El Centro de Estudios Económicos del Sector Privado (CEESP) reconoció que, aunque la economía mexicana cerró el primer año de la administración de la presidenta Claudia Sheinbaum con debilidad y expectativas limitadas, los recientes esfuerzos de las autoridades comienzan a reflejarse en una leve mejora de la confianza.
En su análisis semanal, el organismo del Consejo Coordinador Empresarial (CCE) advirtió que aún se observa un entorno económico frágil, influido tanto por factores externos, como el impacto de la política comercial de Estados Unidos, como por elementos internos, entre ellos la incertidumbre derivada de la reforma judicial y los altos niveles de violencia, inseguridad e impunidad, que continúan afectando el estado de derecho.
“No obstante, tal parece que comienzan a percibirse indicios de una modesta mejora en los niveles de certidumbre, aun cuando prácticamente todos los indicadores económicos continúan mostrando debilidad al inicio del segundo semestre del año”, señaló el CEESP.
En ese contexto, retomó que algunos especialistas y centros de análisis han revisado ligeramente al alza sus previsiones de crecimiento para este y el próximo año y, aunque estas proyecciones siguen por debajo de las metas oficiales, el ajuste refleja una “ligera mejora en la confianza”.
El CEESP advirtió que el actual ritmo de crecimiento podría ser inferior al de la población, lo que implicaría una disminución del PIB per cápita y, en consecuencia, un deterioro en la calidad de vida, poniendo en riesgo los objetivos del Plan México de reducir pobreza y desigualdad.
“Para lograr un ritmo de crecimiento elevado y sostenido, se deben considerar avances significativos en materia de la política sobre comercio exterior y los problemas de inseguridad, que permanecen como los principales factores que pueden limitar el crecimiento”, indicó el organismo.
Para el CEESP, otro tema relevante en este contexto es la infraestructura, que hasta ahora sigue siendo castigada en el gasto público.
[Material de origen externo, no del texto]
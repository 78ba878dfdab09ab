// Copyright (C) 2026 Fred Clausen
// Use of this source code is governed by an MIT-style
// license that can be found in the LICENSE file or at
// https://opensource.org/licenses/MIT.

use clark_domain::{InvalidTransition, StateMachine};
use tracing::debug;

/// Fires `event` against `current` using the registry of `M`.
///
/// # Arguments
///
/// * `current` - The entity's current state; `None` for an entity with no state
/// * `event` - The event to fire
///
/// # Returns
///
/// The registered next state.
///
/// # Errors
///
/// Returns `InvalidTransition` if `current` is `None` or the pair is not registered.
pub fn fire_event<M: StateMachine>(
    current: Option<M::State>,
    event: M::Event,
) -> Result<M::State, InvalidTransition> {
    let next: Option<M::State> = current.and_then(|state| M::next_state(state, event));

    next.ok_or_else(|| {
        let rejected: InvalidTransition = InvalidTransition::new::<M>(current, event);
        debug!(
            entity = %rejected.entity,
            from = rejected.from.as_deref().unwrap_or("nil"),
            event = %rejected.event,
            "transition rejected"
        );
        rejected
    })
}
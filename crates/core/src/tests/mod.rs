// Copyright (C) 2026 Fred Clausen
// Use of this source code is governed by an MIT-style
// license that can be found in the LICENSE file or at
// https://opensource.org/licenses/MIT.

#![allow(clippy::expect_used, clippy::unwrap_used)]

mod contracts_tests;
mod helpers;
mod inquiries_tests;
mod notify_tests;
// Copyright (C) 2026 Fred Clausen
// Use of this source code is governed by an MIT-style
// license that can be found in the LICENSE file or at
// https://opensource.org/licenses/MIT.

use super::helpers::{CUSTOMER, OTHER_CUSTOMER, create_analysis_contract, create_contract};
use crate::memory::InMemoryStore;
use crate::{FindContractDetails, FindContractsUnderAnalysis};
use clark_domain::{
    AnalysisEstimateConfig, AnalysisState, Contract, ContractState, Document, DocumentId,
    DocumentType, Page,
};
use time::OffsetDateTime;
use time::macros::datetime;

fn seed_document(
    store: &InMemoryStore,
    contract: &Contract,
    id: i64,
    document_type: DocumentType,
    created_at: OffsetDateTime,
) {
    store
        .insert_document(Document {
            id: DocumentId::new(id),
            contract_id: contract.id,
            document_type,
            file_name: format!("doc-{id}.pdf"),
            checksum: format!("sum-{id}"),
            visible_to_customer: true,
            created_at,
        })
        .unwrap();
}

#[test]
fn test_under_analysis_lists_only_the_customers_contracts() {
    let store = InMemoryStore::new();
    let first = create_analysis_contract(&store, AnalysisState::UnderAnalysis);
    create_analysis_contract(&store, AnalysisState::DetailsMissing);
    let second = create_analysis_contract(&store, AnalysisState::UnderAnalysis);
    create_contract(
        &store,
        OTHER_CUSTOMER,
        ContractState::DetailsAvailable,
        Some(AnalysisState::UnderAnalysis),
    );

    let outcome = FindContractsUnderAnalysis::new(&store, AnalysisEstimateConfig::default())
        .call(CUSTOMER, Page::default())
        .unwrap();

    let payload = outcome.into_payload().unwrap();
    assert_eq!(payload.total_count, 2);
    let ids: Vec<_> = payload.contracts.iter().map(|s| s.contract.id).collect();
    assert_eq!(ids, vec![first.id, second.id]);
}

#[test]
fn test_under_analysis_pages_with_total_count() {
    let store = InMemoryStore::new();
    let contracts: Vec<Contract> = (0..5)
        .map(|_| create_analysis_contract(&store, AnalysisState::UnderAnalysis))
        .collect();

    let outcome = FindContractsUnderAnalysis::new(&store, AnalysisEstimateConfig::default())
        .call(CUSTOMER, Page::new(2, 2).unwrap())
        .unwrap();

    let payload = outcome.into_payload().unwrap();
    assert_eq!(payload.total_count, 5);
    let ids: Vec<_> = payload.contracts.iter().map(|s| s.contract.id).collect();
    assert_eq!(ids, vec![contracts[2].id, contracts[3].id]);
}

#[test]
fn test_under_analysis_includes_weekday_estimate() {
    let store = InMemoryStore::new();
    let contract = create_analysis_contract(&store, AnalysisState::UnderAnalysis);
    // Wednesday in Berlin.
    seed_document(
        &store,
        &contract,
        100,
        DocumentType::CustomerUpload,
        datetime!(2026-03-04 10:00 UTC),
    );

    let outcome = FindContractsUnderAnalysis::new(&store, AnalysisEstimateConfig::default())
        .call(CUSTOMER, Page::default())
        .unwrap();

    let payload = outcome.into_payload().unwrap();
    assert_eq!(
        payload.contracts[0].estimated_time_to_finish_analysis,
        Some(datetime!(2026-03-05 10:00 UTC))
    );
}

#[test]
fn test_details_include_documents_and_weekend_estimate() {
    let store = InMemoryStore::new();
    let contract = create_analysis_contract(&store, AnalysisState::UnderAnalysis);
    seed_document(
        &store,
        &contract,
        100,
        DocumentType::Policy,
        datetime!(2026-03-02 09:00 UTC),
    );
    // Saturday in Berlin.
    seed_document(
        &store,
        &contract,
        101,
        DocumentType::CustomerUpload,
        datetime!(2026-03-07 12:00 UTC),
    );

    let outcome = FindContractDetails::new(&store, AnalysisEstimateConfig::default())
        .call(CUSTOMER, contract.id)
        .unwrap();

    let payload = outcome.into_payload().unwrap();
    assert_eq!(payload.documents.len(), 2);
    assert_eq!(
        payload.estimated_time_to_finish_analysis,
        Some(datetime!(2026-03-10 16:00 UTC))
    );
}

#[test]
fn test_details_have_no_estimate_outside_analysis() {
    let store = InMemoryStore::new();
    let contract = create_analysis_contract(&store, AnalysisState::DetailsComplete);
    seed_document(
        &store,
        &contract,
        100,
        DocumentType::CustomerUpload,
        datetime!(2026-03-04 10:00 UTC),
    );

    let outcome = FindContractDetails::new(&store, AnalysisEstimateConfig::default())
        .call(CUSTOMER, contract.id)
        .unwrap();

    assert_eq!(
        outcome.into_payload().unwrap().estimated_time_to_finish_analysis,
        None
    );
}

#[test]
fn test_details_of_foreign_contract_are_not_found() {
    let store = InMemoryStore::new();
    let contract = create_analysis_contract(&store, AnalysisState::UnderAnalysis);

    let outcome = FindContractDetails::new(&store, AnalysisEstimateConfig::default())
        .call(OTHER_CUSTOMER, contract.id)
        .unwrap();

    assert!(outcome.is_not_found());
}

#[test]
fn test_details_omit_documents_hidden_from_the_customer() {
    let store = InMemoryStore::new();
    let contract = create_analysis_contract(&store, AnalysisState::UnderAnalysis);
    seed_document(
        &store,
        &contract,
        100,
        DocumentType::CustomerUpload,
        datetime!(2026-03-04 10:00 UTC),
    );
    store
        .insert_document(Document {
            id: DocumentId::new(101),
            contract_id: contract.id,
            document_type: DocumentType::CustomerUpload,
            file_name: String::from("internal-note.pdf"),
            checksum: String::from("sum-101"),
            visible_to_customer: false,
            created_at: datetime!(2026-03-06 10:00 UTC),
        })
        .unwrap();

    let outcome = FindContractDetails::new(&store, AnalysisEstimateConfig::default())
        .call(CUSTOMER, contract.id)
        .unwrap();

    let payload = outcome.into_payload().unwrap();
    let names: Vec<&str> = payload
        .documents
        .iter()
        .map(|d| d.file_name.as_str())
        .collect();
    assert_eq!(names, vec!["doc-100.pdf"]);
    // Only the visible upload drives the estimate.
    assert_eq!(
        payload.estimated_time_to_finish_analysis,
        Some(datetime!(2026-03-05 10:00 UTC))
    );
}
De hecho, en el periodo enero-agosto de este año la inversión física muestra una caída anual de 33.7% en términos reales.
De cara a 2026, se prevé un repunte de 10% en la inversión, aunque el Centro enfatizó que los proyectos prioritarios deberán ser socialmente rentables y acordes con el crecimiento económico esperado.
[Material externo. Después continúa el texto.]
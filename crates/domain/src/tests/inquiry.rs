// Copyright (C) 2026 Fred Clausen
// Use of this source code is governed by an MIT-style
// license that can be found in the LICENSE file or at
// https://opensource.org/licenses/MIT.

use crate::{
    InquiryCategory, InquiryCategoryId, InquiryCategoryState, InquiryEvent, InquiryId,
    finalization_event,
};

fn create_test_category(id: i64, state: InquiryCategoryState) -> InquiryCategory {
    InquiryCategory {
        id: InquiryCategoryId::new(id),
        inquiry_id: InquiryId::new(1),
        category_ident: format!("category_{id}"),
        state,
        cancellation_cause: None,
    }
}

#[test]
fn test_open_category_blocks_finalization() {
    let categories: Vec<InquiryCategory> = vec![
        create_test_category(1, InquiryCategoryState::Completed),
        create_test_category(2, InquiryCategoryState::InProgress),
    ];
    assert_eq!(finalization_event(&categories), None);
}

#[test]
fn test_any_completed_category_completes_inquiry() {
    let categories: Vec<InquiryCategory> = vec![
        create_test_category(1, InquiryCategoryState::Cancelled),
        create_test_category(2, InquiryCategoryState::Completed),
    ];
    assert_eq!(finalization_event(&categories), Some(InquiryEvent::Complete));
}

#[test]
fn test_all_cancelled_categories_cancel_inquiry() {
    let categories: Vec<InquiryCategory> = vec![
        create_test_category(1, InquiryCategoryState::Cancelled),
        create_test_category(2, InquiryCategoryState::Cancelled),
    ];
    assert_eq!(finalization_event(&categories), Some(InquiryEvent::Cancel));
}

#[test]
fn test_inquiry_without_categories_is_not_finalized() {
    assert_eq!(finalization_event(&[]), None);
}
El análisis también resaltó que la solidez de las finanzas públicas es esencial para sostener la estabilidad y el bienestar de los hogares.
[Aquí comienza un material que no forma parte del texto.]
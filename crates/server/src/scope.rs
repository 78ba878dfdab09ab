// Copyright (C) 2026 Fred Clausen
// Use of this source code is governed by an MIT-style
// license that can be found in the LICENSE file or at
// https://opensource.org/licenses/MIT.

//! Request extractors for the trusted scope headers.
//!
//! The session layer in front of this server authenticates the caller and
//! sets [`SCOPE_HEADER`] and [`ACTOR_ID_HEADER`]. These extractors only turn
//! the headers into an [`AuthenticatedActor`]; role checks stay in the API
//! handlers.

use axum::{extract::FromRequestParts, http::request::Parts};
use clark_api::{
    ACTOR_ID_HEADER, ApiError, AuthenticatedActor, AuthorizationService, SCOPE_HEADER,
};
use clark_domain::CustomerId;
use time::OffsetDateTime;
use tracing::debug;

use crate::HttpError;

/// Header carrying the caller's request id.
pub const REQUEST_ID_HEADER: &str = "x-request-id";

fn header<'a>(parts: &'a Parts, name: &str) -> Option<&'a str> {
    parts.headers.get(name).and_then(|value| value.to_str().ok())
}

/// Extractor for the authenticated actor.
///
/// # Errors
///
/// Rejects with 401 if either header is missing or malformed.
pub struct ScopedActor(pub AuthenticatedActor);

impl<S: Send + Sync> FromRequestParts<S> for ScopedActor {
    type Rejection = HttpError;

    async fn from_request_parts(parts: &mut Parts, _state: &S) -> Result<Self, Self::Rejection> {
        let actor: AuthenticatedActor = AuthenticatedActor::from_scope(
            header(parts, SCOPE_HEADER),
            header(parts, ACTOR_ID_HEADER),
        )
        .map_err(|err| {
            debug!(error = %err, "scope headers rejected");
            HttpError::from(ApiError::from(err))
        })?;
        Ok(Self(actor))
    }
}

/// Extractor for a lead or user acting on their own behalf.
pub struct CustomerScope(pub CustomerId);

impl<S: Send + Sync> FromRequestParts<S> for CustomerScope {
    type Rejection = HttpError;

    async fn from_request_parts(parts: &mut Parts, state: &S) -> Result<Self, Self::Rejection> {
        let ScopedActor(actor) = ScopedActor::from_request_parts(parts, state).await?;
        let customer_id: CustomerId =
            AuthorizationService::authorize_customer_action(&actor, "messenger")
                .map_err(|err| HttpError::from(ApiError::from(err)))?;
        Ok(Self(customer_id))
    }
}

/// The caller's request id, or a generated one.
pub struct RequestId(pub String);

impl<S: Send + Sync> FromRequestParts<S> for RequestId {
    type Rejection = HttpError;

    async fn from_request_parts(parts: &mut Parts, _state: &S) -> Result<Self, Self::Rejection> {
        let id: String = header(parts, REQUEST_ID_HEADER)
            .map(str::trim)
            .filter(|id| !id.is_empty())
            .map_or_else(
                || format!("req-{}", OffsetDateTime::now_utc().unix_timestamp_nanos()),
                str::to_string,
            );
        Ok(Self(id))
    }
}
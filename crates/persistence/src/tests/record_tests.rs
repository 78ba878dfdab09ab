// Copyright (C) 2026 Fred Clausen
// Use of this source code is governed by an MIT-style
// license that can be found in the LICENSE file or at
// https://opensource.org/licenses/MIT.

use std::collections::BTreeMap;

use clark::{
    InteractionRepository, JobLogRepository, NewAsyncJobLog, NotificationLog, RepositoryError,
    RequestCorrection, TracingErrorReporter,
};
use clark_domain::{
    AnalysisState, Channel, ContractId, ContractState, EntityRef, InteractionKind, Message,
    NewInteraction, NewNotification, NotificationStatus, REASONS_METADATA_KEY,
};

use super::{
    ADMIN, CUSTOMER, create_test_cause, create_test_contract, create_test_notifier,
    create_test_persistence,
};

// ============================================================================
// Interactions
// ============================================================================

#[test]
fn test_interaction_metadata_round_trips() {
    let persistence = create_test_persistence();
    let contract = create_test_contract(&persistence, ContractState::DetailsAvailable, None);
    let reasons: Vec<String> = vec![String::from("blurry"), String::from("wrong_document")];
    let interaction = NewInteraction::correction_request(
        ADMIN,
        contract.id,
        CUSTOMER,
        &reasons,
        "Please upload page two again",
    )
    .unwrap();

    let stored = persistence.create_interaction(interaction).unwrap();
    let listed = persistence.interactions_for(contract.id).unwrap();

    assert_eq!(listed, vec![stored.clone()]);
    assert_eq!(stored.kind, InteractionKind::RequestCorrection);
    assert_eq!(
        stored.metadata.get(REASONS_METADATA_KEY).map(String::as_str),
        Some("blurry,wrong_document")
    );
}

#[test]
fn test_incomplete_interaction_is_rejected() {
    let persistence = create_test_persistence();
    let contract = create_test_contract(&persistence, ContractState::DetailsAvailable, None);

    let result = persistence.create_interaction(NewInteraction {
        admin_id: ADMIN,
        contract_id: contract.id,
        customer_id: CUSTOMER,
        kind: InteractionKind::Message,
        content: String::from("   "),
        metadata: BTreeMap::new(),
    });

    assert!(matches!(result, Err(RepositoryError::Validation { .. })));
    assert!(persistence.interactions_for(contract.id).unwrap().is_empty());
}

#[test]
fn test_sent_email_is_registered_as_interaction() {
    let persistence = create_test_persistence();
    let contract = create_test_contract(&persistence, ContractState::DetailsAvailable, None);

    let stored = persistence
        .register_sent_email(ADMIN, &contract, "welcome")
        .unwrap();

    assert_eq!(stored.kind, InteractionKind::SentEmail);
    assert_eq!(stored.content, "welcome");
}

#[test]
fn test_request_correction_fails_analysis_and_records_side_effects() {
    let persistence = create_test_persistence();
    let notifier = create_test_notifier(&persistence);
    let contract = create_test_contract(
        &persistence,
        ContractState::DetailsAvailable,
        Some(AnalysisState::UnderAnalysis),
    );

    let payload = RequestCorrection::new(
        persistence.as_ref(),
        persistence.as_ref(),
        &notifier,
        &TracingErrorReporter,
    )
    .call(
        ADMIN,
        contract.id,
        &[String::from("blurry")],
        "  Please rescan  ",
        create_test_cause(),
    )
    .unwrap()
    .into_payload()
    .unwrap();

    assert_eq!(payload.contract.analysis_state, Some(AnalysisState::AnalysisFailed));
    assert!(payload.interaction_recorded);
    assert!(payload.customer_notified);
    let interactions = persistence.interactions_for(contract.id).unwrap();
    assert_eq!(interactions.len(), 1);
    assert_eq!(interactions[0].content, "Please rescan");
    let notifications = persistence
        .notifications_for(EntityRef::contract(contract.id))
        .unwrap();
    assert_eq!(notifications.len(), 1);
    assert_eq!(notifications[0].template, clark::templates::REQUEST_CORRECTION);
}

#[test]
fn test_empty_correction_request_changes_nothing() {
    let persistence = create_test_persistence();
    let notifier = create_test_notifier(&persistence);
    let contract = create_test_contract(
        &persistence,
        ContractState::DetailsAvailable,
        Some(AnalysisState::UnderAnalysis),
    );

    let outcome = RequestCorrection::new(
        persistence.as_ref(),
        persistence.as_ref(),
        &notifier,
        &TracingErrorReporter,
    )
    .call(ADMIN, contract.id, &[], "  ", create_test_cause())
    .unwrap();

    assert!(!outcome.successful());
    assert!(outcome.error_fields().contains_key("content"));
    assert!(persistence.interactions_for(contract.id).unwrap().is_empty());
}

// ============================================================================
// Notifications and job failures
// ============================================================================

#[test]
fn test_notifications_are_listed_per_entity() {
    let persistence = create_test_persistence();
    let contract = create_test_contract(&persistence, ContractState::DetailsAvailable, None);
    let mut payload = BTreeMap::new();
    payload.insert(String::from("state"), String::from("under_analysis"));
    let message = Message {
        entity: EntityRef::contract(contract.id),
        customer_id: CUSTOMER,
        template: String::from("contract_analysis_state_changed"),
        payload,
    };

    persistence
        .record_notification(NewNotification {
            message: message.clone(),
            channel: Channel::Email,
            status: NotificationStatus::Delivered,
            error: None,
        })
        .unwrap();
    persistence
        .record_notification(NewNotification {
            message,
            channel: Channel::Messenger,
            status: NotificationStatus::Failed,
            error: Some(String::from("no open session")),
        })
        .unwrap();
    let listed = persistence
        .notifications_for(EntityRef::contract(contract.id))
        .unwrap();
    let other = persistence
        .notifications_for(EntityRef::contract(ContractId::new(contract.id.value() + 1)))
        .unwrap();

    assert_eq!(listed.len(), 2);
    assert!(listed[0].is_delivered());
    assert_eq!(listed[1].error.as_deref(), Some("no open session"));
    assert_eq!(listed[0].payload.get("state").map(String::as_str), Some("under_analysis"));
    assert!(other.is_empty());
}

#[test]
fn test_job_failures_are_listed_oldest_first() {
    let persistence = create_test_persistence();
    for attempt in 1..=2 {
        persistence
            .record_job_failure(NewAsyncJobLog {
                job_name: String::from("finalize_inquiry"),
                arguments: String::from("{\"inquiry_id\":4}"),
                attempt,
                error: format!("attempt {attempt} failed"),
            })
            .unwrap();
    }

    let failures = persistence.job_failures().unwrap();

    assert_eq!(failures.len(), 2);
    assert_eq!(failures[0].attempt, 1);
    assert_eq!(failures[1].error, "attempt 2 failed");
}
“Una asignación eficiente del gasto es indispensable para estimular el crecimiento”, puntualizó.
Asimismo, mencionó que aunque los esfuerzos de consolidación fiscal avanzan, la necesidad de recursos continúa creciendo ante los programas y proyectos prioritarios del gobierno.
Abundó que, hasta agosto, la deuda pública alcanzó 17.9 billones de pesos, con un costo financiero de 820 mil millones, equivalente al 13.8% del gasto total, y advirtió que, de mantenerse esta tendencia, al cierre de 2026 la deuda podría llegar a 20.3 billones de pesos, con un costo financiero de 1.6 billones, es decir, 15.5% del gasto total, cifra 60% mayor que lo previsto para inversión física.
Para dimensionar el incremento, dijo, en 2018 el pago de intereses representaba 11% del gasto total.
Según el Centro, los resultados más recientes de las finanzas públicas muestran un comportamiento en línea con el objetivo de las autoridades de lograr la consolidación fiscal programada. “Sin embargo, en principio, es un hecho que lograr la meta de un déficit equivalente al 4.1% del PIB para el presente año no es lo más recomendable, sobre todo si viene de una estimación previa de 3.9%”.
Aunque el gobierno atribuye lo anterior a un mayor empleo formal y al alza salarial, el organismo del CCE consideró que obedece a un fortalecimiento en la fiscalización tributaria.
Respecto al gasto público, retomó que disminuyó 3.6% anual, en línea con los ajustes presupuestales previstos. El gasto programable cayó 7.2%, aunque se observó un aumento de 1.8% en desarrollo social, impulsado por el gasto en educación (2.0%) y protección social (5.8%).
No obstante, la reducción del gasto afectó otros rubros clave: salud retrocedió 5.3%, protección ambiental 36.9% y seguridad 7.9%.
La inversión física, elemento central para detonar el crecimiento productivo, volvió a caer 33.7%, lo que, según el CEESP, podría limitar la reactivación económica.
El saldo de los requerimientos financieros del sector público cerró agosto en 17.9 billones de pesos, 1.3 billones más que en el mismo mes del año anterior, reflejando una mayor dependencia del endeudamiento para financiar programas y proyectos gubernamentales.
“Así, concluye el primer año de gobierno con una economía debilitada y expectativas acotadas. Sin embargo, los esfuerzos que muestran las autoridades comienzan a mejorar los niveles de confianza, factor esencial para estimular la inversión”, finalizó el CEESP.